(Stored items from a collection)
Content starts

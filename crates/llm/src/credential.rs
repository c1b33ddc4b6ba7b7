use std::sync::Arc;

use arc_swap::ArcSwap;

/// Host capability for checking and (re)selecting the active credential.
pub trait CredentialHooks: Send + Sync {
    fn has_credential(&self) -> bool;

    /// Asks the host to let the user pick a credential. Fire-and-forget: callers proceed
    /// without waiting for an answer.
    fn prompt_for_credential(&self);
}

/// API key shared between settings and backend adapters.
///
/// Adapters read it on every call so a key replaced after re-selection is picked up by the
/// next request.
#[derive(Debug, Clone)]
pub struct SharedApiKey {
    inner: Arc<ArcSwap<String>>,
}

impl SharedApiKey {
    pub fn new(key: impl Into<String>) -> Self {
        Self {
            inner: Arc::new(ArcSwap::from_pointee(key.into().trim().to_string())),
        }
    }

    pub fn load(&self) -> Arc<String> {
        self.inner.load_full()
    }

    pub fn replace(&self, key: impl Into<String>) {
        self.inner.store(Arc::new(key.into().trim().to_string()));
    }

    pub fn is_present(&self) -> bool {
        !self.inner.load().is_empty()
    }
}

impl Default for SharedApiKey {
    fn default() -> Self {
        Self::new(String::new())
    }
}

#[cfg(test)]
mod tests {
    use super::*;

    #[test]
    fn replaced_key_is_visible_through_clones() {
        let key = SharedApiKey::default();
        let adapter_view = key.clone();
        assert!(!adapter_view.is_present());

        key.replace("  secret  ");

        assert!(adapter_view.is_present());
        assert_eq!(adapter_view.load().as_str(), "secret");
    }
}
impl RequestDispatcher {
    pub fn new(
        store: ConversationStore,
        text: TextStreamOrchestrator,
        image: ImageRequestOrchestrator,
        video: VideoJobOrchestrator,
    ) -> Self {
        Self {
            store,
            text,
            image,
            video,
            in_flight: AtomicBool::new(false),
        }
    }

    pub fn store(&self) -> &ConversationStore {
        &self.store
    }

    pub fn is_loading(&self) -> bool {
        self.in_flight.load(Ordering::Acquire)
    }

    pub async fn send(
        &self,
        model: &ModelDescriptor,
        prompt: &str,
        attachment: Option<Attachment>,
    ) -> SendOutcome {
        if prompt.trim().is_empty() && attachment.is_none() {
            return SendOutcome::Rejected(RejectReason::EmptyInput);
        }
        if attachment.is_some() && !model.supports_attachment {
            tracing::info!(model = %model.id, "model does not take attachments");
            return SendOutcome::Rejected(RejectReason::AttachmentUnsupported);
        }
        let Some(_in_flight) = InFlightGuard::acquire(&self.in_flight) else {
            tracing::debug!("request already in flight");
            return SendOutcome::Rejected(RejectReason::Busy);
        };

        let mut guard = self.store.epoch_guard();
        let user_id = self.store.allocate_id();
        let response_id = self.store.allocate_id();
        let user = Message::user(user_id, prompt, attachment.as_ref().map(Attachment::summary));
        if let Err(error) = self.store.append_in_epoch(guard.epoch(), user) {
            tracing::error!(error = %error, "failed to record user message");
        }
        let response = self.store.handle_in_epoch(response_id, guard.epoch());

        tracing::info!(
            model = %model.id,
            category = ?model.category,
            attachment = attachment.is_some(),
            %response_id,
            "dispatching request"
        );

        let work = self.route(model, prompt, attachment.as_ref(), &response);
        let result = tokio::select! {
            biased;
            () = guard.invalidated() => {
                tracing::info!(%response_id, "conversation reset; abandoning request");
                return SendOutcome::Abandoned { response_id };
            }
            result = work => result,
        };

        match result {
            Ok(()) => SendOutcome::Completed { response_id },
            Err(error) => {
                let kind = error.failure_kind();
                tracing::warn!(
                    %response_id,
                    model = %model.id,
                    ?kind,
                    stage = error.stage(),
                    error = %error,
                    "request failed"
                );
                response.update(MessagePatch::failed(user_facing_text(&error, model)));
                SendOutcome::Failed { response_id, kind }
            }
        }
    }

    async fn route(
        &self,
        model: &ModelDescriptor,
        prompt: &str,
        attachment: Option<&Attachment>,
        response: &MessageHandle,
    ) -> ChatResult<()> {
        match model.category {
            ModelCategory::Image => self.run_image(model, prompt, attachment, response).await,
            ModelCategory::Video => self.run_video(model, prompt, attachment, response).await,
            ModelCategory::Text | ModelCategory::Code | ModelCategory::Document => {
                self.run_text(model, prompt, attachment, response).await
            }
        }
    }

    async fn run_text(
        &self,
        model: &ModelDescriptor,
        prompt: &str,
        attachment: Option<&Attachment>,
        response: &MessageHandle,
    ) -> ChatResult<()> {
        response.update(MessagePatch::new().model(model.clone()).streaming(true));
        let outcome = self
            .text
            .stream_text(model, prompt, attachment, |text| {
                response.update(MessagePatch::new().text(text));
            })
            .await?;

        response.update(
            MessagePatch::new()
                .text(outcome.text)
                .sources(outcome.sources)
                .streaming(false),
        );
        Ok(())
    }

    async fn run_image(
        &self,
        model: &ModelDescriptor,
        prompt: &str,
        attachment: Option<&Attachment>,
        response: &MessageHandle,
    ) -> ChatResult<()> {
        response.update(
            MessagePatch::new()
                .model(model.clone())
                .text(IMAGE_PLACEHOLDER)
                .streaming(true),
        );
        let image = self.image.generate_image(model, prompt, attachment).await?;

        response.update(
            MessagePatch::new()
                .image_url(image.image_url)
                .text(image.caption.unwrap_or_else(|| IMAGE_FALLBACK_CAPTION.to_string()))
                .streaming(false),
        );
        Ok(())
    }

    async fn run_video(
        &self,
        model: &ModelDescriptor,
        prompt: &str,
        attachment: Option<&Attachment>,
        response: &MessageHandle,
    ) -> ChatResult<()> {
        response.update(MessagePatch::new().model(model.clone()).streaming(true));
        let artifact = self
            .video
            .generate_video(model, prompt, attachment, |progress| {
                response.update(MessagePatch::new().text(progress.status.clone()));
            })
            .await?;

        response.update(
            MessagePatch::new()
                .video_url(artifact.url)
                .text(VIDEO_DONE_TEXT)
                .streaming(false),
        );
        Ok(())
    }
}
use std::time::Duration;

use polychat_llm::BoxFuture;

/// Timer source for polling loops, swappable for a virtual clock in tests.
pub trait Scheduler: Send + Sync {
    fn sleep(&self, duration: Duration) -> BoxFuture<'static, ()>;
}

#[derive(Debug, Default, Clone, Copy)]
pub struct TokioScheduler;

impl Scheduler for TokioScheduler {
    fn sleep(&self, duration: Duration) -> BoxFuture<'static, ()> {
        Box::pin(tokio::time::sleep(duration))
    }
}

Content ends

■ Your assignment
Look through the entries above. Copy each line in which the string "trim" occurs.

■ Solution
            inner: Arc::new(ArcSwap::from_pointee(key.into().trim().to_string())),
        self.inner.store(Arc::new(key.into().trim().to_string()));
        if prompt.trim().is_empty() && attachment.is_none() {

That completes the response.